Take care of your teeth.
Keep your teeth and gums strong to prevent various oral diseases. To have great oral hygiene, brush your teeth twice a day and floss regularly. Eat a balanced diet, quit smoking, and visit your dentist routinely for check-ups and cleanings. These simple routines will keep gum disease and tooth decay at bay, so you’ll have a stellar smile for years to come. Use a fluoride toothpaste since it’s very effective in preventing tooth decay. Replace your toothbrush every 3-4 months. Consider investing in an electric toothbrush—an 11-year study found that those who used electric toothbrushes had healthier gums and teeth than those who used manual toothbrushes. If you have trouble getting hard to reach areas when you floss your teeth, swap wax floss for a water flosser. Try a therapeutic mouthwash to fight gingivitis, bad breath, and tooth decay.

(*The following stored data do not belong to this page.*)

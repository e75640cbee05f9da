/// Dense row-major `f32` tensor.
///
/// Batches are two-dimensional (`[rows, cols]`); candidate action sequences
/// are three-dimensional (`[num_sequences, horizon, ac_dim]`).
#[derive(Clone, Debug, PartialEq)]
pub struct Tensor {
    pub data: Vec<f32>,
    pub shape: Vec<usize>,
}

impl Tensor {
    /// # Panics
    ///
    /// Panics if the element count implied by `shape` differs from `data.len()`.
    #[must_use]
    pub fn from_vec(shape: Vec<usize>, data: Vec<f32>) -> Self {
        assert_eq!(shape.iter().product::<usize>(), data.len());
        Self { data, shape }
    }

    #[must_use]
    pub fn zeros(shape: Vec<usize>) -> Self {
        let len = shape.iter().product();
        Self { data: vec![0.0; len], shape }
    }

    /// Replicates `row` into an `[n, row.len()]` batch.
    #[must_use]
    pub fn tile(row: &[f32], n: usize) -> Self {
        let mut data = Vec::with_capacity(row.len() * n);
        for _ in 0..n {
            data.extend_from_slice(row);
        }
        Self { data, shape: vec![n, row.len()] }
    }

    #[must_use]
    pub fn len(&self) -> usize {
        self.data.len()
    }

    #[must_use]
    pub fn is_empty(&self) -> bool {
        self.data.is_empty()
    }

    /// Size of the leading dimension.
    #[must_use]
    pub fn rows(&self) -> usize {
        self.shape.first().copied().unwrap_or(0)
    }

    /// Number of elements in one row (product of the trailing dimensions).
    #[must_use]
    pub fn cols(&self) -> usize {
        self.shape.iter().skip(1).product()
    }

    #[must_use]
    pub fn row(&self, i: usize) -> &[f32] {
        let cols = self.cols();
        &self.data[i * cols..(i + 1) * cols]
    }

    pub fn row_mut(&mut self, i: usize) -> &mut [f32] {
        let cols = self.cols();
        &mut self.data[i * cols..(i + 1) * cols]
    }

    #[must_use]
    pub fn all_finite(&self) -> bool {
        self.data.iter().all(|v| v.is_finite())
    }
}

#[cfg(test)]
mod tests {
    use super::*;

    #[test]
    fn tile_replicates_rows() {
        let t = Tensor::tile(&[1.0, 2.0], 3);
        assert_eq!(t.shape, vec![3, 2]);
        assert_eq!(t.rows(), 3);
        assert_eq!(t.cols(), 2);
        for i in 0..3 {
            assert_eq!(t.row(i), &[1.0, 2.0]);
        }
    }

    #[test]
    fn cols_spans_trailing_dimensions() {
        let t = Tensor::zeros(vec![4, 3, 2]);
        assert_eq!(t.rows(), 4);
        assert_eq!(t.cols(), 6);
        assert_eq!(t.row(3).len(), 6);
    }

    #[test]
    #[should_panic]
    fn from_vec_rejects_wrong_length() {
        let _ = Tensor::from_vec(vec![2, 2], vec![0.0; 3]);
    }

    #[test]
    fn all_finite_detects_nan() {
        let mut t = Tensor::zeros(vec![2]);
        assert!(t.all_finite());
        t.data[1] = f32::NAN;
        assert!(!t.all_finite());
    }
}
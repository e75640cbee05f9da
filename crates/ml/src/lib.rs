#![deny(clippy::all, clippy::pedantic)]
#![allow(clippy::module_name_repetitions, clippy::cast_precision_loss)]

//! Collaborators of the planner: batched tensors, normalization statistics,
//! dynamics models, reward oracles and a small point-mass environment.

pub mod dynamics;
pub mod env;
pub mod error;
pub mod nn;
pub mod point_mass;
pub mod stats;
pub mod tensor;

pub use dynamics::{DeltaNetwork, DynamicsModel};
pub use env::{ActionSpace, Env, RewardOracle};
pub use error::MlError;
pub use nn::Dense;
pub use point_mass::{PointMassConfig, PointMassEnv, PointMassModel};
pub use stats::{DataStatistics, StatisticsHandle};
pub use tensor::Tensor;
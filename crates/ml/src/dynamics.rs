use crate::{
    nn::{self, Dense},
    stats::{normalize, unnormalize, DataStatistics},
    tensor::Tensor,
};

/// Forward dynamics model: predicts the next observation batch.
///
/// Implementations must preserve the batch size and the observation width,
/// and must not mutate hidden state visible to callers.
pub trait DynamicsModel: Send + Sync {
    fn predict(&self, obs: &Tensor, acs: &Tensor, stats: &DataStatistics) -> Tensor;
}

/// Feed-forward network that predicts normalized one-step state deltas.
///
/// Inputs are the normalized observation and action concatenated per row;
/// the output is unnormalized with the delta statistics and added to the
/// observation.
#[derive(Clone, Debug)]
pub struct DeltaNetwork {
    layers: Vec<Dense>,
}

impl DeltaNetwork {
    /// # Panics
    ///
    /// Panics if `layers` is empty or consecutive widths do not chain.
    #[must_use]
    pub fn new(layers: Vec<Dense>) -> Self {
        assert!(!layers.is_empty(), "delta network needs at least one layer");
        for pair in layers.windows(2) {
            assert_eq!(pair[0].out_dim, pair[1].in_dim, "layer widths must chain");
        }
        Self { layers }
    }

    /// Randomly initialised network with `n_layers` hidden layers of width `size`.
    #[must_use]
    pub fn random(ob_dim: usize, ac_dim: usize, n_layers: usize, size: usize, seed: u64) -> Self {
        let mut layers = Vec::with_capacity(n_layers + 1);
        let mut width = ob_dim + ac_dim;
        for i in 0..n_layers {
            layers.push(Dense::random(width, size, seed.wrapping_add(i as u64)));
            width = size;
        }
        layers.push(Dense::random(width, ob_dim, seed.wrapping_add(n_layers as u64)));
        Self::new(layers)
    }

    #[must_use]
    pub fn ob_dim(&self) -> usize {
        self.layers[self.layers.len() - 1].out_dim
    }

    fn forward(&self, x: &Tensor) -> Tensor {
        let last = self.layers.len() - 1;
        let mut out = x.clone();
        for (i, layer) in self.layers.iter().enumerate() {
            out = layer.forward(&out);
            if i < last {
                out = nn::tanh(&out);
            }
        }
        out
    }
}

impl DynamicsModel for DeltaNetwork {
    fn predict(&self, obs: &Tensor, acs: &Tensor, stats: &DataStatistics) -> Tensor {
        let obs_norm = normalize(obs, &stats.obs_mean, &stats.obs_std);
        let acs_norm = normalize(acs, &stats.acs_mean, &stats.acs_std);

        let n = obs.rows();
        let width = obs.cols() + acs.cols();
        let mut input = Vec::with_capacity(n * width);
        for i in 0..n {
            input.extend_from_slice(obs_norm.row(i));
            input.extend_from_slice(acs_norm.row(i));
        }
        let input = Tensor::from_vec(vec![n, width], input);

        let delta_norm = self.forward(&input);
        let delta = unnormalize(&delta_norm, &stats.delta_mean, &stats.delta_std);
        let next: Vec<f32> = obs.data.iter().zip(&delta.data).map(|(o, d)| o + d).collect();
        Tensor::from_vec(obs.shape.clone(), next)
    }
}
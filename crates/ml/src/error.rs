use thiserror::Error;

#[derive(Error, Debug, Clone, PartialEq)]
pub enum MlError {
    #[error("shape mismatch: {0}")]
    ShapeMismatch(String),
    #[error("invalid action bounds: {0}")]
    InvalidBounds(String),
    #[error("cannot compute statistics from an empty batch")]
    EmptyBatch,
}
use anyhow::{Context, Result};
use ml::PointMassConfig;
use mpc::MpcConfig;
use serde::{Deserialize, Serialize};
use std::path::Path;

/// How the demo ensemble of analytic models is perturbed.
#[derive(Clone, Debug, PartialEq, Serialize, Deserialize)]
#[serde(default)]
pub struct EnsembleConfig {
    pub size: usize,
    /// Relative spread of the believed mass around the true mass.
    pub mass_jitter: f32,
}

impl Default for EnsembleConfig {
    fn default() -> Self {
        Self { size: 5, mass_jitter: 0.2 }
    }
}

impl EnsembleConfig {
    /// Masses spread evenly over `mass * [1 - jitter, 1 + jitter]`.
    #[must_use]
    pub fn masses(&self, mass: f32) -> Vec<f32> {
        if self.size <= 1 {
            return vec![mass; self.size];
        }
        let last = (self.size - 1) as f32;
        (0..self.size)
            .map(|i| mass * (1.0 + self.mass_jitter * (2.0 * i as f32 / last - 1.0)))
            .collect()
    }
}

#[derive(Clone, Debug, PartialEq, Serialize, Deserialize)]
pub struct RuntimeConfig {
    pub mpc: MpcConfig,
    #[serde(default)]
    pub env: PointMassConfig,
    #[serde(default)]
    pub ensemble: EnsembleConfig,
    #[serde(default = "default_warmup_steps")]
    pub warmup_steps: usize,
    #[serde(default = "default_episode_steps")]
    pub episode_steps: usize,
}

fn default_warmup_steps() -> usize {
    20
}

fn default_episode_steps() -> usize {
    200
}

impl Default for RuntimeConfig {
    fn default() -> Self {
        Self {
            mpc: MpcConfig::new(15, 200, 1),
            env: PointMassConfig::default(),
            ensemble: EnsembleConfig::default(),
            warmup_steps: default_warmup_steps(),
            episode_steps: default_episode_steps(),
        }
    }
}

impl RuntimeConfig {
    /// # Errors
    ///
    /// Returns an error if `json` is not a valid runtime configuration.
    pub fn from_json(json: &str) -> Result<Self> {
        Ok(serde_json::from_str(json)?)
    }

    /// # Errors
    ///
    /// Returns an error if the file cannot be read or parsed.
    pub fn load(path: &Path) -> Result<Self> {
        let json = std::fs::read_to_string(path)
            .with_context(|| format!("reading config {}", path.display()))?;
        Self::from_json(&json).with_context(|| format!("parsing config {}", path.display()))
    }
}

#[cfg(test)]
mod tests {
    use super::*;

    #[test]
    fn masses_are_symmetric_around_truth() {
        let cfg = EnsembleConfig { size: 3, mass_jitter: 0.5 };
        assert_eq!(cfg.masses(2.0), vec![1.0, 2.0, 3.0]);
        let single = EnsembleConfig { size: 1, mass_jitter: 0.5 };
        assert_eq!(single.masses(2.0), vec![2.0]);
    }

    #[test]
    fn minimal_json_uses_defaults() {
        let cfg = RuntimeConfig::from_json(r#"{"mpc": {"horizon": 5, "N": 10, "ac_dim": 1}}"#).unwrap();
        assert_eq!(cfg.mpc, MpcConfig::new(5, 10, 1));
        assert_eq!(cfg.env, PointMassConfig::default());
        assert_eq!(cfg.ensemble, EnsembleConfig::default());
        assert_eq!(cfg.warmup_steps, 20);
        assert_eq!(cfg.episode_steps, 200);
    }

    #[test]
    fn missing_mpc_section_is_an_error() {
        assert!(RuntimeConfig::from_json("{}").is_err());
    }
}
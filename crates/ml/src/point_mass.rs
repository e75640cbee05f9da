use crate::{
    dynamics::DynamicsModel,
    env::{ActionSpace, Env, RewardOracle},
    error::MlError,
    stats::DataStatistics,
    tensor::Tensor,
};
use serde::{Deserialize, Serialize};

/// Parameters of the one-dimensional point mass task.
#[derive(Clone, Debug, PartialEq, Serialize, Deserialize)]
#[serde(default)]
pub struct PointMassConfig {
    pub target: f32,
    pub mass: f32,
    pub dt: f32,
    pub damping: f32,
    pub max_force: f32,
    /// Episode terminates once `|x - target|` exceeds this distance.
    pub bound: f32,
}

impl Default for PointMassConfig {
    fn default() -> Self {
        Self { target: 1.0, mass: 1.0, dt: 0.1, damping: 0.1, max_force: 1.0, bound: 10.0 }
    }
}

/// Semi-implicit Euler step shared by the environment and the analytic model.
fn integrate(pos: f32, vel: f32, force: f32, mass: f32, cfg: &PointMassConfig) -> (f32, f32) {
    let accel = force / mass - cfg.damping * vel;
    let vel = vel + accel * cfg.dt;
    (pos + vel * cfg.dt, vel)
}

fn reward(cfg: &PointMassConfig, pos: f32, vel: f32, force: f32) -> (f32, bool) {
    let err = pos - cfg.target;
    let r = -err * err - 0.1 * vel * vel - 0.001 * force * force;
    (r, err.abs() > cfg.bound)
}

/// Agent pushes a unit point mass along a line towards `target`.
///
/// Observation is `[position, velocity]`, action is `[force]`.
pub struct PointMassEnv {
    cfg: PointMassConfig,
    space: ActionSpace,
    pos: f32,
    vel: f32,
}

impl PointMassEnv {
    /// # Errors
    ///
    /// Returns [`MlError::InvalidBounds`] if `mass`, `dt` or `max_force` is
    /// not positive.
    pub fn new(cfg: PointMassConfig) -> Result<Self, MlError> {
        if !(cfg.mass > 0.0 && cfg.dt > 0.0) {
            return Err(MlError::InvalidBounds(format!(
                "mass {} and dt {} must be positive",
                cfg.mass, cfg.dt
            )));
        }
        if !(cfg.max_force > 0.0) {
            return Err(MlError::InvalidBounds(format!("max_force {} must be positive", cfg.max_force)));
        }
        let space = ActionSpace::symmetric(cfg.max_force, 1)?;
        Ok(Self { cfg, space, pos: 0.0, vel: 0.0 })
    }

    #[must_use]
    pub fn distance_to_target(&self) -> f32 {
        (self.pos - self.cfg.target).abs()
    }
}

impl Env for PointMassEnv {
    fn step(&mut self, action: &[f32]) -> (Vec<f32>, f32, bool) {
        let force = action[0].clamp(-self.cfg.max_force, self.cfg.max_force);
        let (r, _) = reward(&self.cfg, self.pos, self.vel, force);
        let (pos, vel) = integrate(self.pos, self.vel, force, self.cfg.mass, &self.cfg);
        self.pos = pos;
        self.vel = vel;
        let done = (self.pos - self.cfg.target).abs() > self.cfg.bound;
        (vec![self.pos, self.vel], r, done)
    }

    fn reset(&mut self) -> Vec<f32> {
        self.pos = 0.0;
        self.vel = 0.0;
        vec![self.pos, self.vel]
    }

    fn obs_size(&self) -> usize {
        2
    }

    fn action_space(&self) -> ActionSpace {
        self.space.clone()
    }
}

impl RewardOracle for PointMassEnv {
    fn get_reward(&self, obs: &Tensor, acs: &Tensor) -> (Vec<f32>, Vec<bool>) {
        (0..obs.rows())
            .map(|i| {
                let o = obs.row(i);
                reward(&self.cfg, o[0], o[1], acs.row(i)[0])
            })
            .unzip()
    }
}

/// Analytic point mass dynamics with its own belief about the mass.
///
/// A set of these with perturbed masses stands in for a trained ensemble.
/// Ignores normalization statistics.
#[derive(Clone, Debug)]
pub struct PointMassModel {
    cfg: PointMassConfig,
    mass: f32,
}

impl PointMassModel {
    /// # Errors
    ///
    /// Returns [`MlError::InvalidBounds`] if `mass` is not a positive finite number.
    pub fn new(cfg: PointMassConfig, mass: f32) -> Result<Self, MlError> {
        if !(mass.is_finite() && mass > 0.0) {
            return Err(MlError::InvalidBounds(format!("model mass {mass} must be positive")));
        }
        Ok(Self { cfg, mass })
    }
}

impl DynamicsModel for PointMassModel {
    fn predict(&self, obs: &Tensor, acs: &Tensor, _stats: &DataStatistics) -> Tensor {
        let mut next = obs.clone();
        for i in 0..obs.rows() {
            let force = acs.row(i)[0];
            let row = next.row_mut(i);
            let (pos, vel) = integrate(row[0], row[1], force, self.mass, &self.cfg);
            row[0] = pos;
            row[1] = vel;
        }
        next
    }
}
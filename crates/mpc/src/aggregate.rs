/// Combines per-model cumulative rewards (`[ensemble][candidate]`) into a
/// single score per candidate.
///
/// Callers guarantee at least one model and equal-length rows.
pub trait Aggregator: Send + Sync {
    fn aggregate(&self, per_model: &[Vec<f32>]) -> Vec<f32>;
}

/// Elementwise arithmetic mean across the ensemble.
#[derive(Debug, Clone, Copy, Default)]
pub struct MeanAggregator;

impl Aggregator for MeanAggregator {
    fn aggregate(&self, per_model: &[Vec<f32>]) -> Vec<f32> {
        let n = per_model.len() as f32;
        column_sums(per_model).into_iter().map(|s| s / n).collect()
    }
}

/// Worst case across the ensemble.
#[derive(Debug, Clone, Copy, Default)]
pub struct MinAggregator;

impl Aggregator for MinAggregator {
    fn aggregate(&self, per_model: &[Vec<f32>]) -> Vec<f32> {
        let mut out = per_model[0].clone();
        for rewards in &per_model[1..] {
            for (o, r) in out.iter_mut().zip(rewards) {
                *o = o.min(*r);
            }
        }
        out
    }
}

/// `mean + beta * std` with the population standard deviation.
#[derive(Debug, Clone, Copy)]
pub struct UcbAggregator {
    pub beta: f32,
}

impl Aggregator for UcbAggregator {
    fn aggregate(&self, per_model: &[Vec<f32>]) -> Vec<f32> {
        let mean = MeanAggregator.aggregate(per_model);
        let n = per_model.len() as f32;
        let mut var = vec![0.0f32; mean.len()];
        for rewards in per_model {
            for ((v, r), m) in var.iter_mut().zip(rewards).zip(&mean) {
                *v += (r - m).powi(2);
            }
        }
        mean.iter()
            .zip(var)
            .map(|(m, v)| m + self.beta * (v / n).sqrt())
            .collect()
    }
}

fn column_sums(per_model: &[Vec<f32>]) -> Vec<f32> {
    let mut sums = vec![0.0f32; per_model[0].len()];
    for rewards in per_model {
        for (s, r) in sums.iter_mut().zip(rewards) {
            *s += r;
        }
    }
    sums
}

#[cfg(test)]
mod tests {
    use super::*;

    #[test]
    fn mean_of_two_models() {
        let per_model = vec![vec![1.0, 2.0, 3.0], vec![3.0, 0.0, -3.0]];
        assert_eq!(MeanAggregator.aggregate(&per_model), vec![2.0, 1.0, 0.0]);
    }

    #[test]
    fn mean_of_single_model_is_identity() {
        let rewards = vec![0.1, -7.25, 1e-3, 42.0];
        assert_eq!(MeanAggregator.aggregate(&[rewards.clone()]), rewards);
    }

    #[test]
    fn min_is_pessimistic() {
        let per_model = vec![vec![1.0, 5.0], vec![2.0, -1.0], vec![0.5, 3.0]];
        assert_eq!(MinAggregator.aggregate(&per_model), vec![0.5, -1.0]);
    }

    #[test]
    fn ucb_adds_spread() {
        let per_model = vec![vec![0.0, 1.0], vec![2.0, 1.0]];
        let ucb = UcbAggregator { beta: 2.0 }.aggregate(&per_model);
        assert_eq!(ucb, vec![3.0, 1.0]);
        let zero_beta = UcbAggregator { beta: 0.0 }.aggregate(&per_model);
        assert_eq!(zero_beta, MeanAggregator.aggregate(&per_model));
    }
}
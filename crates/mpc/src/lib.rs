#![deny(clippy::all, clippy::pedantic)]
#![allow(clippy::module_name_repetitions, clippy::cast_precision_loss)]

//! Random-shooting model-predictive control.
//!
//! [`MpcPolicy::get_action`] samples candidate action sequences uniformly
//! inside the action box, rolls every candidate through each member of a
//! dynamics-model ensemble, scores the rollouts with the environment's
//! reward oracle, aggregates the per-model returns and executes the first
//! action of the best candidate.

pub mod aggregate;
pub mod config;
pub mod error;
pub mod policy;
pub mod rollout;
pub mod sampler;
pub mod select;

pub use aggregate::{Aggregator, MeanAggregator, MinAggregator, UcbAggregator};
pub use config::{AggregationKind, MpcConfig};
pub use error::{Collaborator, MpcError};
pub use policy::MpcPolicy;
pub use rollout::ActionSequences;
pub use sampler::{SequenceSampler, UniformSampler};
#![deny(clippy::all, clippy::pedantic)]
#![allow(clippy::cast_precision_loss)]

//! # MPC Runtime
//!
//! Drives the point-mass environment with the random-shooting planner.
//! The loop starts without normalization statistics, so the planner acts
//! randomly while transitions are recorded. Once the warm-up phase ends the
//! statistics are computed from those transitions and published, and every
//! later action is planned through the dynamics-model ensemble.

pub mod app;
pub mod config;

pub use app::{build_ensemble, run, RunSummary};
pub use config::{EnsembleConfig, RuntimeConfig};
//! Error types for document retrieval
//!
//! This module provides structured error types using thiserror for better
//! error handling and actionable error messages.

use std::path::PathBuf;
use thiserror::Error;

/// Main error type for ingestion, training and retrieval operations
#[derive(Error, Debug)]
pub enum RetrievalError {
    /// Caller supplied something empty, zero or malformed
    #[error("Invalid argument: {reason}")]
    InvalidArgument { reason: String },

    /// A collaborator produced nothing where a value was required
    #[error("Computation failed during {operation}: {reason}")]
    ComputationFailure { operation: String, reason: String },

    #[error("Failed to write report to '{path}': {source}")]
    ReportWrite {
        path: PathBuf,
        source: std::io::Error,
    },

    #[error("Failed to serialize report: {0}")]
    Serialization(#[from] serde_json::Error),
}

impl RetrievalError {
    /// Shorthand for [`RetrievalError::InvalidArgument`].
    pub fn invalid_argument(reason: impl Into<String>) -> Self {
        Self::InvalidArgument {
            reason: reason.into(),
        }
    }

    /// Shorthand for [`RetrievalError::ComputationFailure`].
    pub fn computation(operation: impl Into<String>, reason: impl Into<String>) -> Self {
        Self::ComputationFailure {
            operation: operation.into(),
            reason: reason.into(),
        }
    }

    /// Get a stable status code for this error type.
    ///
    /// Returns a string identifier that can be used in JSON responses
    /// for programmatic error handling.
    pub fn status_code(&self) -> String {
        match self {
            Self::InvalidArgument { .. } => "INVALID_ARGUMENT",
            Self::ComputationFailure { .. } => "COMPUTATION_FAILURE",
            Self::ReportWrite { .. } => "REPORT_WRITE_ERROR",
            Self::Serialization(_) => "SERIALIZATION_ERROR",
        }
        .to_string()
    }

    /// Get recovery suggestions for this error
    pub fn recovery_suggestions(&self) -> Vec<&'static str> {
        match self {
            Self::InvalidArgument { .. } => vec![
                "Check that the corpus and query are non-empty",
                "Neighbour and example counts must be greater than zero",
            ],
            Self::ComputationFailure { .. } => vec![
                "The query may consist only of stop words or punctuation",
                "Make sure the corpus was ingested before searching",
            ],
            Self::ReportWrite { .. } => vec![
                "Check that the parent directory exists and is writable",
            ],
            Self::Serialization(_) => vec![],
        }
    }
}

/// Result type alias for retrieval operations
pub type RetrievalResult<T> = Result<T, RetrievalError>;
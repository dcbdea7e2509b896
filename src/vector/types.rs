//! Core vector types.

use crate::error::{RetrievalError, RetrievalResult};

/// Fixed-length score vector, one slot per vocabulary term.
pub type Vector = Vec<f64>;

/// Type-safe wrapper for vector dimensions.
///
/// Ensures runtime validation of vector dimensions to prevent mismatches
/// between documents, centroids and queries of the same database.
#[derive(Debug, Clone, Copy, PartialEq, Eq)]
pub struct VectorDimension(usize);

impl VectorDimension {
    /// Creates a new `VectorDimension` with validation.
    ///
    /// Returns an error if the dimension is zero.
    pub fn new(dim: usize) -> RetrievalResult<Self> {
        if dim == 0 {
            return Err(RetrievalError::invalid_argument(
                "vector dimension cannot be zero",
            ));
        }
        Ok(Self(dim))
    }

    /// Returns the underlying dimension value.
    #[must_use]
    pub const fn get(&self) -> usize {
        self.0
    }

    /// Validates that a vector has the expected dimension.
    pub fn validate_vector(&self, vector: &[f64]) -> RetrievalResult<()> {
        if vector.len() != self.0 {
            return Err(RetrievalError::invalid_argument(format!(
                "vector dimension mismatch: expected {}, got {}",
                self.0,
                vector.len()
            )));
        }
        Ok(())
    }
}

Boost your digestive health.
Look after your gut to improve your immune system. A digestive tract (or “gut”) with the right balance of good bacteria and microbes supports your heart and brain health. To improve your digestive wellness, eat for gut health by adding fiber-rich and probiotic-packed foods to your diet. Also remember to exercise regularly since movement boosts healthy bacteria in your gut. When you care for your gut, you’ll enjoy a stronger immune system, more energy, and an improved mood. A well functioning digestive tract reduces your chances of developing diabetes, obesity, inflammatory bowel disease (IBD), or irritable bowel syndrome (IBS). With a healthy gut, you’ll also avoid inconveniences like constipation, diarrhea, bloating, fatigue, acid reflux, and heartburn. Add probiotic and prebiotic supplements to your routine to support your gut health.
Have regular health check-ups.
Consult your doctor often to detect conditions in their earliest stages. Visit your doctor at least yearly for an annual check-up. However, if you experience any unusual symptoms, like fatigue or migraines, schedule an appointment right away. Your physician can confirm that everything’s just fine or catch a health issue and treat it before it becomes more advanced. Either way, you’ll improve your quality of life and overall wellness. A 2021 study found that regular check-ups help you catch signs of chronic disease early and help you reduce risk factors that contribute to them. For example, if you have high cholesterol levels, you can immediately work on changing your diet. Once you follow your doctor's recommendations, you can immediately manage a health condition and possibly treat it. Researchers also found that simply speaking to a doctor improves peace of mind and feeling of wellness, whether or not you have any health conditions.